Pete Townshend: Die Who-Windmühle wird 75

Pete Townshend: Die Who-Windmühle wird 75

Von Ingo Neumayer

Zertrümmerte Gitarren, harte Riffs, spektakuläre Shows: Mit The Who schrieb Pete Townshend Rock-Geschichte und erlebte ein Auf und Ab wie kaum ein anderer. Am 19. Mai 2020 wird er 75.

Es gibt eine Menge berühmter Gitarren-Gesten: Den Entengang von Chuck Berry. Das mit den Zähnen gespielte Solo von Jimi Hendrix. Und natürlich die Windmühle von Who-Gitarrist Pete Townshend: langer Arm, mit viel Schwung im hohen Bogen durchziehen, und dann: BANG! So sichert man sich einen Platz in den Geschichtsbüchern der Popkultur.

Es gibt eine Menge berühmter Gitarren-Gesten: Den Entengang von Chuck Berry. Das mit den Zähnen gespielte Solo von Jimi Hendrix. Und natürlich die Windmühle von Who-Gitarrist Pete Townshend: langer Arm, mit viel Schwung im hohen Bogen durchziehen, und dann: BANG! So sichert man sich einen Platz in den Geschichtsbüchern der Popkultur.

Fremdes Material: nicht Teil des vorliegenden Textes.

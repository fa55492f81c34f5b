use crate::repositories::{PostRepository, RepositoryError};
use crate::services::email_service::Newsletter;
use crate::services::notification::{NewsletterReport, NotificationDispatcher, NotificationError};
use crate::validation::optional;
use std::sync::Arc;

/// How many of the latest posts an edition carries.
pub const NEWSLETTER_POST_LIMIT: usize = 5;

#[derive(Debug, thiserror::Error)]
pub enum NewsletterError {
    #[error("Repository error: {0}")]
    Repository(#[from] RepositoryError),
    #[error(transparent)]
    Notification(#[from] NotificationError),
}

pub struct NewsletterService {
    posts: Arc<dyn PostRepository>,
    notifier: Arc<NotificationDispatcher>,
}

impl NewsletterService {
    pub fn new(posts: Arc<dyn PostRepository>, notifier: Arc<NotificationDispatcher>) -> Self {
        Self { posts, notifier }
    }

    /// Builds the current edition. A blank note is dropped.
    pub async fn compose(&self, personal_note: Option<String>) -> Result<Newsletter, NewsletterError> {
        let mut posts = self.posts.list_posts().await?;
        posts.retain(|entry| entry.post.is_published);
        posts.truncate(NEWSLETTER_POST_LIMIT);

        Ok(Newsletter::new(optional(personal_note), posts))
    }

    /// Composes and mails the edition. `selected` narrows the run to those
    /// active subscribers; empty means everyone active.
    pub async fn send(
        &self,
        personal_note: Option<String>,
        selected: &[String],
    ) -> Result<NewsletterReport, NewsletterError> {
        let newsletter = self.compose(personal_note).await?;
        Ok(self.notifier.send_newsletter(&newsletter, selected).await?)
    }
}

Geboren wird Peter Dennis Blandford Townshend am 19. Mai 1945 im Süden Londons. Die Familie ist musikalisch, sein Vater spielt professionell Saxophon, seine Mutter ist Sängerin. Ein Weg, den auch Pete einschlägt. Mit 13 sieht er Bill Haley live, wenig später steht er selbst zum ersten Mal auf der Bühne. Er spielt Banjo, sein Schulfreund John Entwistle Trompete. Die Band nennt sich The Confederates und spielt traditionellen Dixieland-Jazz.

Doch die beiden bleiben nicht lange beim Jazz. 1961 steigt Entwistle bei einer Rock'n'Roll-Band namens The Detours ein und holt wenig später seinen alten Freund Pete nach. Den Gesang übernimmt ein gewisser Roger Daltrey. Die folgenden Jahre begeben sie sich auf Ochsentour: Viele Konzerte, wenig Ertrag. Als sie 1964 erfahren, dass es bereits eine Band namens The Detours gibt, ändern sie ihren Namen: The Who ist geboren. Und mit Keith Moon (Mitte vorne) finden sie auch einen neuen Drummer. Die Besetzung steht.

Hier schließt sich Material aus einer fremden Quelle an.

use axum::{
    http::StatusCode,
    response::{IntoResponse, Response},
};
use serde::{Deserialize, Serialize};
use tower_sessions::Session;
use tracing::{debug, warn};
use uuid::Uuid;

pub const CSRF_TOKEN_KEY: &str = "csrf_token";

/// Token lifetime in seconds.
const CSRF_TOKEN_TTL: i64 = 86_400;

/// Form token bound to one session.
#[derive(Debug, Clone, Serialize, Deserialize)]
pub struct CsrfToken {
    pub value: String,
    pub created_at: i64,
}

impl CsrfToken {
    pub fn new() -> Self {
        Self {
            value: Uuid::new_v4().to_string(),
            created_at: chrono::Utc::now().timestamp(),
        }
    }

    pub fn is_expired(&self) -> bool {
        chrono::Utc::now().timestamp() - self.created_at > CSRF_TOKEN_TTL
    }
}

impl Default for CsrfToken {
    fn default() -> Self {
        Self::new()
    }
}

#[derive(Debug, thiserror::Error)]
pub enum CsrfError {
    #[error("no CSRF token in session")]
    Missing,
    #[error("CSRF token expired")]
    Expired,
    #[error("CSRF token mismatch")]
    Mismatch,
    #[error("session error: {0}")]
    Session(#[from] tower_sessions::session::Error),
}

impl IntoResponse for CsrfError {
    fn into_response(self) -> Response {
        (
            StatusCode::FORBIDDEN,
            "Invalid security token. Please refresh the page and try again.",
        )
            .into_response()
    }
}

fn prefix(token: &str) -> &str {
    token.get(..8).unwrap_or(token)
}

/// Generate a new CSRF token and store in session
pub async fn generate_csrf_token(
    session: &Session,
) -> Result<String, tower_sessions::session::Error> {
    let token = CsrfToken::new();
    let value = token.value.clone();

    session.insert(CSRF_TOKEN_KEY, token).await?;

    debug!("Generated new CSRF token: {}", prefix(&value));
    Ok(value)
}

pub async fn get_or_create_csrf_token(
    session: &Session,
) -> Result<String, tower_sessions::session::Error> {
    let token: Option<CsrfToken> = session.get(CSRF_TOKEN_KEY).await?;

    match token {
        Some(existing) if !existing.is_expired() => Ok(existing.value),
        _ => generate_csrf_token(session).await,
    }
}

/// Checks a submitted form token against the session and rotates it on
/// success, so each rendered form can be submitted once.
pub async fn validate_csrf_form_field(session: &Session, form_token: &str) -> Result<(), CsrfError> {
    let stored: CsrfToken = session
        .get(CSRF_TOKEN_KEY)
        .await?
        .ok_or_else(|| {
            warn!("No CSRF token in session for form validation");
            CsrfError::Missing
        })?;

    if stored.is_expired() {
        warn!("CSRF token expired during form validation");
        return Err(CsrfError::Expired);
    }

    if form_token != stored.value {
        warn!(
            "CSRF form token mismatch: expected {}, got {}",
            prefix(&stored.value),
            prefix(form_token)
        );
        return Err(CsrfError::Mismatch);
    }

    debug!("CSRF form token validated, regenerating for replay protection");
    generate_csrf_token(session).await?;

    Ok(())
}

#[cfg(test)]
mod tests {
    use super::*;
    use std::sync::Arc;
    use tower_sessions::MemoryStore;

    fn session() -> Session {
        Session::new(None, Arc::new(MemoryStore::default()), None)
    }

    #[tokio::test]
    async fn test_csrf_token_expiry() {
        let token = CsrfToken {
            value: "test".to_string(),
            created_at: chrono::Utc::now().timestamp() - 100_000,
        };
        assert!(token.is_expired());
        assert!(!CsrfToken::new().is_expired());
    }

    #[tokio::test]
    async fn test_get_or_create_reuses_token() {
        let session = session();
        let first = get_or_create_csrf_token(&session).await.unwrap();
        let second = get_or_create_csrf_token(&session).await.unwrap();
        assert_eq!(first, second);
    }

    #[tokio::test]
    async fn test_valid_token_is_rotated() {
        let session = session();
        let token = get_or_create_csrf_token(&session).await.unwrap();

        validate_csrf_form_field(&session, &token).await.unwrap();

        // Replaying the same token fails
        assert!(matches!(
            validate_csrf_form_field(&session, &token).await,
            Err(CsrfError::Mismatch)
        ));
    }

    #[tokio::test]
    async fn test_missing_and_short_tokens_are_rejected() {
        let session = session();
        assert!(matches!(
            validate_csrf_form_field(&session, "abc").await,
            Err(CsrfError::Missing)
        ));

        get_or_create_csrf_token(&session).await.unwrap();
        assert!(matches!(
            validate_csrf_form_field(&session, "abc").await,
            Err(CsrfError::Mismatch)
        ));
    }
}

Harte Gitarrensounds, knackige Riffs, ein treibender Beat: Gleich mit ihrer ersten Single "I Can't Explain", die stark an die Kinks erinnert, lässt The Who aufhorchen. Und als Ende 1965 "My Generation" erscheint, hat die Band einen Song geschrieben, der sie den Rest ihrer Karriere begleiten wird. Besonders die Zeile "I hope I die before I get old" ("Ich hoffe, ich sterbe, bevor ich alt bin") wird tausendfach kommentiert. Der ganze Generationenkonflikt der Sechziger, gepresst in ein Zitat aus acht Wörtern - das muss man auch erst mal schaffen.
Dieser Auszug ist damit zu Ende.